Entretien avec Rodica Draghincescu*

Née à Namur (Belgique), Cécile Oumhani est actuellement maître de conférences à l’Université de Paris-XII-Créteil. Ses recherches portent sur les littératures post-coloniales et les écritures de femmes.

16 juin 2010
Rodica Draghincescu
Rodica Draghincescu

Née le 12 décembre 1952 à Namur (Belgique), Cécile Oumhani est agrégée d’anglais et a consacré sa thèse de doctorat d’études britanniques à l’écrivain Lawrence Durrell. Elle est actuellement maître de conférences à l’Université de Paris-XII-Créteil. Ses recherches portent sur les littératures post-coloniales et les écritures de femmes. De 1995 à 2005, elle a été membre de l’équipe de Encres vagabondes.

Rodica Draghincescu

RD : Cécile Oumhani, poète de réputation internationale, romancière, écrivaine franco-anglo-tunisienne, vous avez grandi entre deux langues de circulation mondiale (français et anglais), dans un environnement multiculturel. Dans votre magnifique essai À fleur de mots (Éditions Chèvre-Feuille Étoilée, 2004), en évoquant vos lectures, vos rencontres, vos questionnements, vos bonheurs, vos déchirures, vous écrivez : « Lieu et langue sont inextricablement liés, enchevêtrés, aussi loin qu’il m’en souvienne. Lieu, langue et altérité, devrais-je dire […]. Écrire s’enracine dans l’obscur et il faut sans doute accepter cette part d’énigme pour laisser aux mots leur chemin. »
Pour vous, le LIEU qui a eu lieu et qui s’absente déjà, est tout à fait important : « J’écris dans le manque et le regret du lieu, inévitablement, subrepticement amenée à en faire mon personnage principal. » Quelle serait donc la contrée des origines (et ses éclats d’une vie) qui vous manque et vous inspire le plus ?

Cécile Oumhani

CO : Je pense que tout vient de ce qu’il n’y a pas pour moi « une » contrée des origines. Il y en a plusieurs et j’ai toujours éprouvé ce sentiment d’inadéquation par rapport au lieu où je me trouve, la culture dans laquelle je suis immergée. Les autres contrées, celles du souvenir et de l’imaginaire, frappent obstinément à la cloison de celle où je me trouve physiquement à un moment donné. Dès les origines, j’ai ressenti l’immense puissance de l’écrit, de la page, qui devenait l’espace où tout se réunissait sans nécessairement avoir l’unicité d’une contrée unique. En effet, ce que je lisais était un carrefour de langues, comme des couleurs et des reflets qui se succédaient selon l’émotion ou les circonstances. Tout ce qui se situe au croisement de ces moments, de ces langues, m’interpelle. L’impossibilité que j’éprouve à retrouver ce sentiment de l’unicité d’un lieu d’être est aussi ce qui rend la vie passionnante.

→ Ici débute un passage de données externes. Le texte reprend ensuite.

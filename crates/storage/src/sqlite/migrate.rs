use chrono::Utc;
use sqlx::SqlitePool;

use super::SqliteInitError;

/// Applies pending schema versions in order. Safe to call on every start.
pub async fn run_migrations(pool: &SqlitePool) -> Result<(), SqliteInitError> {
    async fn is_applied(pool: &SqlitePool, version: i64) -> Result<bool, sqlx::Error> {
        let row = sqlx::query("SELECT 1 FROM schema_migrations WHERE version = ?1")
            .bind(version)
            .fetch_optional(pool)
            .await?;
        Ok(row.is_some())
    }

    sqlx::query(
        r"
            CREATE TABLE IF NOT EXISTS schema_migrations (
                version INTEGER PRIMARY KEY,
                applied_at TEXT NOT NULL
            );
            ",
    )
    .execute(pool)
    .await?;

    // Version 1: snapshots and submitted results.
    if !is_applied(pool, 1).await? {
        let mut tx = pool.begin().await?;

        sqlx::query(
            r"
                CREATE TABLE IF NOT EXISTS session_snapshots (
                    key TEXT PRIMARY KEY,
                    state_json TEXT NOT NULL,
                    updated_at TEXT NOT NULL
                );
            ",
        )
        .execute(&mut *tx)
        .await?;

        sqlx::query(
            r"
                CREATE TABLE IF NOT EXISTS assessment_results (
                    id INTEGER PRIMARY KEY,
                    tool_id TEXT NOT NULL,
                    version INTEGER NOT NULL CHECK (version >= 0),
                    summary TEXT NOT NULL,
                    raw_data TEXT NOT NULL,
                    submitted_at TEXT NOT NULL
                );
            ",
        )
        .execute(&mut *tx)
        .await?;

        sqlx::query(
            r"
                CREATE INDEX IF NOT EXISTS idx_assessment_results_tool_submitted
                    ON assessment_results (tool_id, submitted_at);
            ",
        )
        .execute(&mut *tx)
        .await?;

        sqlx::query(
            r"
                INSERT INTO schema_migrations (version, applied_at)
                VALUES (?1, ?2)
                ON CONFLICT(version) DO NOTHING
            ",
        )
        .bind(1_i64)
        .bind(Utc::now())
        .execute(&mut *tx)
        .await?;

        tx.commit().await?;
        log::info!("applied schema migration 1");
    }

    Ok(())
}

RD : Est-ce que dans l’acte d’écrire, c’est l’auteur qui commande ? Est-il le tout-puissant qui décide de notre passage sous la pluie et le beau temps ?

CO : Non, l’auteur ne commande pas. Écrire pour moi implique de s’effacer, de « laisser venir à la page ». Je parle d’un versant obscur fait d’étrangeté, parce qu’en écrivant j’essaie de toucher cette ligne de crête qui mène aux contrées inconnues que nous portons en nous. Ainsi, tout ce qui touche à l’onirique m’interpelle. Notre vie diurne effleure à peine une immensité qui est en nous tous. Comme la vague, ce monde se dérobe, à peine l’avons-nous aperçu. Pourtant là se presse la foule innombrable dont nous sommes les héritiers, jusqu’à ces douleurs muettes, ces destinées échouées que nous portons sans les connaître, d’une génération à l’autre. Accueillir ce jaillissement pluriel sur la page implique humilité et attention à l’obscur, à l’innommé. L’écriture est ainsi une traversée d’espaces qui nous sont inconnus. Elle est quête et donc nous n’en sommes pas les maîtres.

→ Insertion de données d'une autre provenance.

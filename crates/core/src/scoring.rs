//! Pure scoring over an answer log.

use std::collections::BTreeSet;

use crate::model::{AnsweredRecord, CategoryConfig, CategoryKey, LevelTier};

/// Score of a single category.
#[derive(Debug, Clone, Copy, PartialEq, Eq)]
pub struct CategoryScore {
    pub category: CategoryKey,
    pub score: u8,
}

#[allow(clippy::cast_possible_truncation, clippy::cast_sign_loss)]
fn to_percent(ratio_times_100: f64) -> u8 {
    if !ratio_times_100.is_finite() {
        return 0;
    }
    ratio_times_100.round().clamp(0.0, 100.0) as u8
}

/// Weighted share of correct answers in `category`, as a percentage.
///
/// A category without answers scores `0`.
#[must_use]
pub fn score_category(answered: &[AnsweredRecord], category: CategoryKey) -> u8 {
    let (correct, total) = answered
        .iter()
        .filter(|record| record.category == category)
        .fold((0.0_f64, 0.0_f64), |(correct, total), record| {
            let gained = if record.is_correct { record.weight } else { 0.0 };
            (correct + gained, total + record.weight)
        });

    if total <= 0.0 {
        return 0;
    }
    to_percent(100.0 * correct / total)
}

/// Scores for every configured category, in configuration order.
#[must_use]
pub fn score_categories(
    answered: &[AnsweredRecord],
    categories: &[CategoryConfig],
) -> Vec<CategoryScore> {
    categories
        .iter()
        .map(|config| CategoryScore {
            category: config.key,
            score: score_category(answered, config.key),
        })
        .collect()
}

/// Weighted mean of category scores using each category's configured weight.
///
/// Categories without a score are left out of both sums.
#[must_use]
pub fn final_score(scores: &[CategoryScore], categories: &[CategoryConfig]) -> u8 {
    let (weighted, weights) = categories.iter().fold((0.0_f64, 0.0_f64), |acc, config| {
        match scores.iter().find(|s| s.category == config.key) {
            Some(s) => (acc.0 + f64::from(s.score) * config.weight, acc.1 + config.weight),
            None => acc,
        }
    });

    if weights <= 0.0 {
        return 0;
    }
    to_percent(weighted / weights)
}

/// Evidence behind the composite score: answer volume and difficulty coverage.
///
/// Always within `10..=100`.
#[must_use]
#[allow(clippy::cast_precision_loss)]
pub fn confidence(total_answered: usize, expected_total: usize, distinct_difficulties: usize) -> u8 {
    let count_factor = if expected_total == 0 {
        0.0
    } else {
        (total_answered as f64 / expected_total as f64).min(1.0)
    };
    let coverage_factor = (distinct_difficulties as f64 / 3.0).min(1.0);
    let raw = to_percent((0.65 * count_factor + 0.35 * coverage_factor) * 100.0);
    raw.clamp(10, 100)
}

/// Number of distinct difficulty levels present in the log.
#[must_use]
pub fn distinct_difficulties(answered: &[AnsweredRecord]) -> usize {
    answered
        .iter()
        .map(|record| record.difficulty)
        .collect::<BTreeSet<_>>()
        .len()
}

#[must_use]
pub fn level_label(final_score: u8) -> LevelTier {
    LevelTier::from_score(final_score)
}

//
// ─── TESTS ─────────────────────────────────────────────────────────────────────
//

#[cfg(test)]
mod tests {
    use super::*;
    use crate::catalog::STANDARD_CATEGORIES;
    use crate::model::{Difficulty, QuestionId};

    fn record(id: u64, category: CategoryKey, difficulty: Difficulty, correct: bool) -> AnsweredRecord {
        AnsweredRecord {
            question_id: QuestionId::new(id),
            category,
            difficulty,
            is_correct: correct,
            correct_index: 0,
            chosen_index: if correct { 0 } else { 1 },
            weight: difficulty.weight(),
        }
    }

    #[test]
    fn empty_category_scores_zero() {
        assert_eq!(score_category(&[], CategoryKey::Debt), 0);
        let log = vec![record(1, CategoryKey::Saving, Difficulty::EASY, true)];
        assert_eq!(score_category(&log, CategoryKey::Debt), 0);
    }

    #[test]
    fn category_score_is_weighted_by_difficulty() {
        // correct hard (1.8) + wrong easy (1.0): 1.8 / 2.8 = 64.28..
        let log = vec![
            record(1, CategoryKey::Debt, Difficulty::HARD, true),
            record(2, CategoryKey::Debt, Difficulty::EASY, false),
        ];
        assert_eq!(score_category(&log, CategoryKey::Debt), 64);

        // correct easy (1.0) + wrong hard (1.8): 1.0 / 2.8 = 35.7..
        let log = vec![
            record(1, CategoryKey::Debt, Difficulty::EASY, true),
            record(2, CategoryKey::Debt, Difficulty::HARD, false),
        ];
        assert_eq!(score_category(&log, CategoryKey::Debt), 36);
    }

    #[test]
    fn all_correct_and_all_wrong_hit_the_bounds() {
        let right: Vec<_> = (0..5)
            .map(|i| record(i, CategoryKey::Saving, Difficulty::MEDIUM, true))
            .collect();
        let wrong: Vec<_> = (0..5)
            .map(|i| record(i, CategoryKey::Saving, Difficulty::MEDIUM, false))
            .collect();
        assert_eq!(score_category(&right, CategoryKey::Saving), 100);
        assert_eq!(score_category(&wrong, CategoryKey::Saving), 0);
    }

    #[test]
    fn final_score_uses_category_weights() {
        let scores = vec![
            CategoryScore { category: CategoryKey::Budgeting, score: 100 },
            CategoryScore { category: CategoryKey::Debt, score: 0 },
            CategoryScore { category: CategoryKey::Saving, score: 0 },
            CategoryScore { category: CategoryKey::Investing, score: 0 },
            CategoryScore { category: CategoryKey::CrisisPlanning, score: 0 },
        ];
        // 100 * 1.2 / 5.0 = 24
        assert_eq!(final_score(&scores, &STANDARD_CATEGORIES), 24);
    }

    #[test]
    fn final_score_skips_unscored_categories_and_handles_empty() {
        let scores = vec![CategoryScore { category: CategoryKey::Debt, score: 70 }];
        assert_eq!(final_score(&scores, &STANDARD_CATEGORIES), 70);
        assert_eq!(final_score(&[], &STANDARD_CATEGORIES), 0);
    }

    #[test]
    fn confidence_combines_volume_and_coverage() {
        assert_eq!(confidence(25, 25, 3), 100);
        // 0.65 * 1.0 + 0.35 * (1/3) = 0.7666..
        assert_eq!(confidence(25, 25, 1), 77);
        // 0.65 * 0.4 + 0.35 * (2/3) = 0.4933..
        assert_eq!(confidence(10, 25, 2), 49);
    }

    #[test]
    fn confidence_is_clamped_to_floor() {
        assert_eq!(confidence(0, 25, 0), 10);
        assert_eq!(confidence(0, 0, 0), 10);
        assert_eq!(confidence(1, 25, 0), 10);
    }

    #[test]
    fn confidence_saturates_when_over_answered() {
        assert_eq!(confidence(40, 25, 9), 100);
    }

    #[test]
    fn distinct_difficulties_counts_levels() {
        let log = vec![
            record(1, CategoryKey::Debt, Difficulty::HARD, true),
            record(2, CategoryKey::Saving, Difficulty::HARD, false),
            record(3, CategoryKey::Saving, Difficulty::EASY, false),
        ];
        assert_eq!(distinct_difficulties(&log), 2);
        assert_eq!(distinct_difficulties(&[]), 0);
    }

    #[test]
    fn level_label_matches_tiers() {
        assert_eq!(level_label(100), LevelTier::Advanced);
        assert_eq!(level_label(0), LevelTier::Foundational);
    }
}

RD : Le poète cherche à réconcilier des « principes ennemis » comme jour et nuit, vie et mort, malheur et bonheur, début et fin, etc. Pour accomplir cette réconciliation, il se sert de la métaphore. Quelle place occupe la métaphore dans votre vie d’artiste ?

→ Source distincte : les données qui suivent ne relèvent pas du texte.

use serde::{Deserialize, Serialize};
use std::fmt;
use std::str::FromStr;

use crate::model::question::Difficulty;

/// Topical buckets the assessment is organized into.
#[derive(Debug, Clone, Copy, PartialEq, Eq, Hash, PartialOrd, Ord, Serialize, Deserialize)]
#[serde(rename_all = "snake_case")]
pub enum CategoryKey {
    Budgeting,
    Debt,
    Saving,
    Investing,
    CrisisPlanning,
}

impl CategoryKey {
    pub const ALL: [Self; 5] = [
        Self::Budgeting,
        Self::Debt,
        Self::Saving,
        Self::Investing,
        Self::CrisisPlanning,
    ];

    /// Stable machine-readable key, used in persisted result payloads.
    #[must_use]
    pub const fn as_str(self) -> &'static str {
        match self {
            Self::Budgeting => "budgeting",
            Self::Debt => "debt",
            Self::Saving => "saving",
            Self::Investing => "investing",
            Self::CrisisPlanning => "crisis_planning",
        }
    }
}

impl fmt::Display for CategoryKey {
    fn fmt(&self, f: &mut fmt::Formatter<'_>) -> fmt::Result {
        f.write_str(self.as_str())
    }
}

#[derive(Debug, Clone, PartialEq, Eq)]
pub struct ParseCategoryError(String);

impl fmt::Display for ParseCategoryError {
    fn fmt(&self, f: &mut fmt::Formatter<'_>) -> fmt::Result {
        write!(f, "unknown category: {}", self.0)
    }
}

impl std::error::Error for ParseCategoryError {}

impl FromStr for CategoryKey {
    type Err = ParseCategoryError;

    fn from_str(s: &str) -> Result<Self, Self::Err> {
        Self::ALL
            .into_iter()
            .find(|key| key.as_str() == s.trim())
            .ok_or_else(|| ParseCategoryError(s.to_owned()))
    }
}

/// Static per-category configuration.
///
/// Drives the scheduler (`target_difficulty`, `questions_to_ask`) and the
/// weighted composite score (`weight`).
#[derive(Debug, Clone, PartialEq)]
pub struct CategoryConfig {
    pub key: CategoryKey,
    pub title: &'static str,
    pub weight: f64,
    pub target_difficulty: Difficulty,
    pub questions_to_ask: usize,
}

impl CategoryConfig {
    #[must_use]
    pub const fn new(
        key: CategoryKey,
        title: &'static str,
        weight: f64,
        target_difficulty: Difficulty,
        questions_to_ask: usize,
    ) -> Self {
        Self {
            key,
            title,
            weight,
            target_difficulty,
            questions_to_ask,
        }
    }
}
use std::fmt;

use quiz_core::model::{OPTION_COUNT, ParseLevelError, SelfLevel};

/// One line typed at the prompt.
#[derive(Debug, Clone, Copy, PartialEq, Eq)]
pub enum Command {
    /// Zero-based option index.
    Choose(usize),
    Next,
    Level(SelfLevel),
    Reset,
    History,
    Help,
    Quit,
}

#[derive(Debug, Clone, PartialEq, Eq)]
pub enum InputError {
    Empty,
    OptionOutOfRange(usize),
    Level(ParseLevelError),
    Unknown(String),
}

impl fmt::Display for InputError {
    fn fmt(&self, f: &mut fmt::Formatter<'_>) -> fmt::Result {
        match self {
            InputError::Empty => write!(f, "type a command, or `help`"),
            InputError::OptionOutOfRange(n) => {
                write!(f, "option {n} does not exist, pick 1-{OPTION_COUNT}")
            }
            InputError::Level(err) => write!(f, "{err}"),
            InputError::Unknown(raw) => write!(f, "unknown command: {raw}"),
        }
    }
}

impl std::error::Error for InputError {}

pub fn parse_command(line: &str) -> Result<Command, InputError> {
    let line = line.trim();
    let mut words = line.split_whitespace();
    let Some(head) = words.next() else {
        return Err(InputError::Empty);
    };

    match head.to_ascii_lowercase().as_str() {
        "n" | "next" => Ok(Command::Next),
        "reset" => Ok(Command::Reset),
        "history" => Ok(Command::History),
        "help" | "h" | "?" => Ok(Command::Help),
        "q" | "quit" | "exit" => Ok(Command::Quit),
        "level" => {
            let raw = words.next().unwrap_or_default();
            raw.parse().map(Command::Level).map_err(InputError::Level)
        }
        other => match other.parse::<usize>() {
            Ok(n) if (1..=OPTION_COUNT).contains(&n) => Ok(Command::Choose(n - 1)),
            Ok(n) => Err(InputError::OptionOutOfRange(n)),
            Err(_) => Err(InputError::Unknown(line.to_owned())),
        },
    }
}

CO : J’ai grandi nourrie de peintures, d’images autant que de livres. Et en écoutant votre question, un lien puissant m’apparaît immédiatement entre l’image et l’écriture. Oui, la poésie figure. Oui, je suis assoiffée de ces « motifs », de ce qui dessine avec le poème la calligraphie secrète de notre rapport aux êtres et au monde. Lorsque je lis un livre, plus je sens cette profondeur, cette force d’écho des mots, plus je suis touchée. Cette phrase d’Henri Bauchau sur l’écriture dit beaucoup pour moi : « […] il faut avancer dans l’obscurité en se servant des traces confuses laissées dans la forêt, de ce qui reste de lumière. » Chaque instant est chargé de ces traces, pourvu que nous soyons assez présents pour les percevoir, les ressentir, les laisser peu à peu trouver leur place dans l’image qui émerge peu à peu sur la page. Ainsi les barrières disparaissent entre écrire et vivre, vivre et écrire. L’écriture est ce centre lumineux qui éclaire, non pas de façon naïve et béate, puisque ce qu’elle éclaire ce sont aussi nos ténèbres.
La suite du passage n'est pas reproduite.